Now in 2020, CollEc enters a new chapter of its existence. After years of maintaining the project and providing intriguing insights into the economic literature’s co-authorship network, Thomas Krichel transferred the RePEc service to me. I used the opportunity to come up with a completely new implementation, re-writing CollEc from scratch. The former network analysis written in Perl took the server hours at full capacity. Migrating it to C and C++ code wrapped in R functions boosted efficiency, cutting the required time and resources to a small fraction of what the previous implementation required, and facilitating extensions to the analysis.
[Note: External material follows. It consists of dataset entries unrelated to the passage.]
// Copyright 2025 xipcache Project Authors
//
// Licensed under the Apache License, Version 2.0 (the "License");
// you may not use this file except in compliance with the License.
// You may obtain a copy of the License at
//
//     http://www.apache.org/licenses/LICENSE-2.0
//
// Unless required by applicable law or agreed to in writing, software
// distributed under the License is distributed on an "AS IS" BASIS,
// WITHOUT WARRANTIES OR CONDITIONS OF ANY KIND, either express or implied.
// See the License for the specific language governing permissions and
// limitations under the License.

//! Reverse index from cache device offsets to file ranges.

use std::collections::BTreeMap;

use parking_lot::Mutex;
use xipcache_common::error::{Error, ErrorKind, Result};

use crate::file::CacheFileId;

/// A physical cache range owned by one file.
#[derive(Debug, Clone, Copy, PartialEq, Eq)]
pub struct PhysicalExtent {
    /// Owning file.
    pub file: CacheFileId,
    /// Logical offset of the range in the owning file.
    pub logical_offset: u64,
    /// Length in bytes.
    pub length: u64,
    /// Physical cache offset.
    pub physical_offset: u64,
}

impl PhysicalExtent {
    /// Exclusive physical end.
    pub fn physical_end(&self) -> u64 {
        self.physical_offset + self.length
    }

    /// Exclusive logical end.
    pub fn logical_end(&self) -> u64 {
        self.logical_offset + self.length
    }

    fn contains(&self, physical_offset: u64) -> bool {
        self.physical_offset <= physical_offset && physical_offset < self.physical_end()
    }

    /// Whether `next` continues this range both logically and physically for the same file.
    fn absorbs(&self, next: &PhysicalExtent) -> bool {
        self.file == next.file
            && self.physical_end() >= next.physical_offset
            && self.logical_offset + (next.physical_offset - self.physical_offset) == next.logical_offset
    }
}

/// Global index from physical cache ranges back to `(file, logical offset)`.
///
/// Ranges of the same file that are contiguous both logically and physically are merged eagerly, so the
/// index size is bounded by the number of physically discontiguous regions.
#[derive(Debug, Default)]
pub struct PhysicalIndex {
    inner: Mutex<BTreeMap<u64, PhysicalExtent>>,
}

fn lookup(tree: &BTreeMap<u64, PhysicalExtent>, physical_offset: u64) -> Option<PhysicalExtent> {
    tree.range(..=physical_offset)
        .next_back()
        .map(|(_, extent)| *extent)
        .filter(|extent| extent.contains(physical_offset))
}

impl PhysicalIndex {
    /// The entry whose physical range contains `physical_offset`.
    pub fn find(&self, physical_offset: u64) -> Option<PhysicalExtent> {
        lookup(&self.inner.lock(), physical_offset)
    }

    /// Register `[physical_offset, physical_offset + length)` as holding `[logical_offset, ..)` of `file`.
    ///
    /// Fails with [`ErrorKind::ConflictingExtent`] and leaves the index unchanged if the physical range is
    /// already owned by another file or by an inconsistent logical range of the same file.
    pub fn insert(&self, file: CacheFileId, logical_offset: u64, length: u64, physical_offset: u64) -> Result<()> {
        let new = PhysicalExtent {
            file,
            logical_offset,
            length,
            physical_offset,
        };
        let mut tree = self.inner.lock();

        let start = match lookup(&tree, physical_offset) {
            Some(existing) => {
                if existing.file != file
                    || logical_offset.wrapping_sub(existing.logical_offset)
                        != physical_offset - existing.physical_offset
                {
                    return Err(conflict(&existing, &new));
                }
                if new.physical_end() <= existing.physical_end() {
                    return Ok(());
                }
                Self::check_successor(&tree, &existing, &new)?;
                let node = tree.get_mut(&existing.physical_offset).ok_or_else(|| missing(existing.physical_offset))?;
                node.length = new.physical_end() - node.physical_offset;
                existing.physical_offset
            }
            None => {
                Self::check_successor(&tree, &new, &new)?;
                tree.insert(physical_offset, new);

                let prev = tree.range(..physical_offset).next_back().map(|(_, prev)| *prev);
                match prev {
                    Some(mut prev) if prev.absorbs(&new) => {
                        if prev.physical_end() < new.physical_end() {
                            prev.length = new.physical_end() - prev.physical_offset;
                        }
                        tree.remove(&physical_offset);
                        tree.insert(prev.physical_offset, prev);
                        prev.physical_offset
                    }
                    _ => physical_offset,
                }
            }
        };

        Self::merge_successors(&mut tree, start);
        Ok(())
    }

    /// Reject a range that runs into a successor it cannot absorb.
    fn check_successor(tree: &BTreeMap<u64, PhysicalExtent>, base: &PhysicalExtent, new: &PhysicalExtent) -> Result<()> {
        for (_, next) in tree.range(base.physical_offset + 1..new.physical_end()) {
            if !base.absorbs(next) {
                return Err(conflict(next, new));
            }
        }
        Ok(())
    }

    fn merge_successors(tree: &mut BTreeMap<u64, PhysicalExtent>, start: u64) {
        while let Some(mut node) = tree.get(&start).copied() {
            let next = match tree.range(start + 1..).next() {
                Some((_, next)) if node.absorbs(next) => *next,
                _ => break,
            };
            if next.physical_end() > node.physical_end() {
                node.length = next.physical_end() - node.physical_offset;
            }
            tree.remove(&next.physical_offset);
            tree.insert(start, node);
        }
    }

    /// Forget `[physical_offset, physical_offset + length)`, trimming or splitting overlapping entries.
    pub fn remove(&self, physical_offset: u64, length: u64) {
        let end = physical_offset + length;
        let mut tree = self.inner.lock();

        let first = lookup(&tree, physical_offset)
            .map(|extent| extent.physical_offset)
            .unwrap_or(physical_offset);
        let hit: Vec<PhysicalExtent> = tree.range(first..end).map(|(_, extent)| *extent).collect();

        for extent in hit {
            tree.remove(&extent.physical_offset);
            if extent.physical_offset < physical_offset {
                let head = PhysicalExtent {
                    length: physical_offset - extent.physical_offset,
                    ..extent
                };
                tree.insert(head.physical_offset, head);
            }
            if extent.physical_end() > end {
                let cut = end - extent.physical_offset;
                let tail = PhysicalExtent {
                    file: extent.file,
                    logical_offset: extent.logical_offset + cut,
                    length: extent.physical_end() - end,
                    physical_offset: end,
                };
                tree.insert(tail.physical_offset, tail);
            }
        }
    }

    /// Drop every entry.
    pub fn clear(&self) {
        self.inner.lock().clear();
    }

    /// Number of entries.
    pub fn len(&self) -> usize {
        self.inner.lock().len()
    }

    /// Whether the index is empty.
    pub fn is_empty(&self) -> bool {
        self.inner.lock().is_empty()
    }

    /// Snapshot of all entries in physical order.
    pub fn snapshot(&self) -> Vec<PhysicalExtent> {
        self.inner.lock().values().copied().collect()
    }
}

fn conflict(existing: &PhysicalExtent, new: &PhysicalExtent) -> Error {
    tracing::warn!(?existing, ?new, "[physical]: existing physical extent hit but unmatched");
    Error::new(ErrorKind::ConflictingExtent, "physical range already registered")
        .with_context("physical", new.physical_offset)
        .with_context("owner", existing.file)
        .with_context("file", new.file)
}

fn missing(physical_offset: u64) -> Error {
    Error::new(ErrorKind::ConflictingExtent, "physical extent vanished under lock").with_context("physical", physical_offset)
}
I added weighted edges, bilateral distances, and other results going beyond the centrality measures. The interface through which users view the data changed from a static website to a web applications. Web applications are more complex and give me the necessary flexibility to fundamentally redefine how the data is presented. The new CollEc is highly interactive and puts results through combinations of plots and text into perspective. When a user inquires the distance between two authors, CollEc generates a figure comparing that bilateral distance to the distribution of distances to all other authors in the network. The following plot is the result of requesting the distance between Christian Düben and Thomas Krichel with edges weighted by an inverse transition function. The concept of transition functions and the interpretation of the plot are outlined in the application.

With CollEc’s functionalities you can explore who someone’s co-authors are, how far two people are apart in the network, what the shortest path between them looks like, how centrally located a researcher is etc. All of the resulting plots are accompanied by a short text stating further information, e.g. on the network size. The web application evolves around the same approach as GraphEc, another recently developed but not yet publicly available RePEc service, does. It is an interactive tool focused on easily interpretable graphical output presenting results and facilitating comparisons.
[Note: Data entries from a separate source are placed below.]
// Copyright 2025 xipcache Project Authors
//
// Licensed under the Apache License, Version 2.0 (the "License");
// you may not use this file except in compliance with the License.
// You may obtain a copy of the License at
//
//     http://www.apache.org/licenses/LICENSE-2.0
//
// Unless required by applicable law or agreed to in writing, software
// distributed under the License is distributed on an "AS IS" BASIS,
// WITHOUT WARRANTIES OR CONDITIONS OF ANY KIND, either express or implied.
// See the License for the specific language governing permissions and
// limitations under the License.

use crate::metrics::{CounterOps, CounterVecOps, GaugeOps, GaugeVecOps, HistogramOps, HistogramVecOps, RegistryOps};

/// Noop metrics placeholder.
#[derive(Debug, Clone, Copy, Default)]
pub struct NoopMetricsRegistry;

impl CounterOps for NoopMetricsRegistry {
    fn increase(&self, _: u64) {}
}

impl CounterVecOps for NoopMetricsRegistry {
    fn counter(&self, _: &[&'static str]) -> impl CounterOps {
        NoopMetricsRegistry
    }
}

impl GaugeOps for NoopMetricsRegistry {
    fn increase(&self, _: u64) {}

    fn decrease(&self, _: u64) {}

    fn absolute(&self, _: u64) {}
}

impl GaugeVecOps for NoopMetricsRegistry {
    fn gauge(&self, _: &[&'static str]) -> impl GaugeOps {
        NoopMetricsRegistry
    }
}

impl HistogramOps for NoopMetricsRegistry {
    fn record(&self, _: f64) {}
}

impl HistogramVecOps for NoopMetricsRegistry {
    fn histogram(&self, _: &[&'static str]) -> impl HistogramOps {
        NoopMetricsRegistry
    }
}

impl RegistryOps for NoopMetricsRegistry {
    fn register_counter_vec(&self, _: &'static str, _: &'static str, _: &'static [&'static str]) -> impl CounterVecOps {
        NoopMetricsRegistry
    }

    fn register_gauge_vec(&self, _: &'static str, _: &'static str, _: &'static [&'static str]) -> impl GaugeVecOps {
        NoopMetricsRegistry
    }

    fn register_histogram_vec(
        &self,
        _: &'static str,
        _: &'static str,
        _: &'static [&'static str],
    ) -> impl HistogramVecOps {
        NoopMetricsRegistry
    }
}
Over the course of the past months, Thomas Krichel and Christian Zimmermann repeatedly reviewed the new CollEc and requested extensions and modifications. Thomas allowed me to host and test the application on his technical infrastructure from an early stage and did not withdraw his permission when I accidentally took his web server offline. Thanks to their great support, the application gradually improved and is now publicly available. To get started simply visit http://app.collec.repec.org and watch the tutorial or read the documentation. Either of the two options provides a brief, intuitive introduction into the basics of graph theory and the interpretation of CollEc’s results. Read the documentation on entry points, if you would like to generate a link to a certain output. Before you brag about your network centrality on Twitter, it should be noted, though, that author centrality is not a proxy for author quality. Successful authors can be central or remote. Consult the IDEAS website for a citation-based performance analysis of authors, journals, working paper series etc.

If you would like to contribute to CollEc, ask your colleagues to register with the RePEc Author Service. CollEc’s network only entails authors listed in the RePEc Author Service’s data base. The vast majority of published economists is already registered. But some people are still missing. Fill the gaps in the network and ensure the reliability of CollEc’s results by promoting registration with the RePEc Author Service.

You can also decide to support RePEc more generally. IDEAS lists some volunteering options. RePEc is a non-commercial initiative run by volunteers providing openly accessible services. Small contributions like adding RePEc Genealogy entries already help in maintaining and improving this public good. I am a junior researcher who is going to be on the job market next year. Like the rest of my peers, I am under a lot of pressure to produce high quality research. Nonetheless, I do not regret having spent months on developing CollEc. Open science initiatives like RePEc are important contributors to an equitable research environment.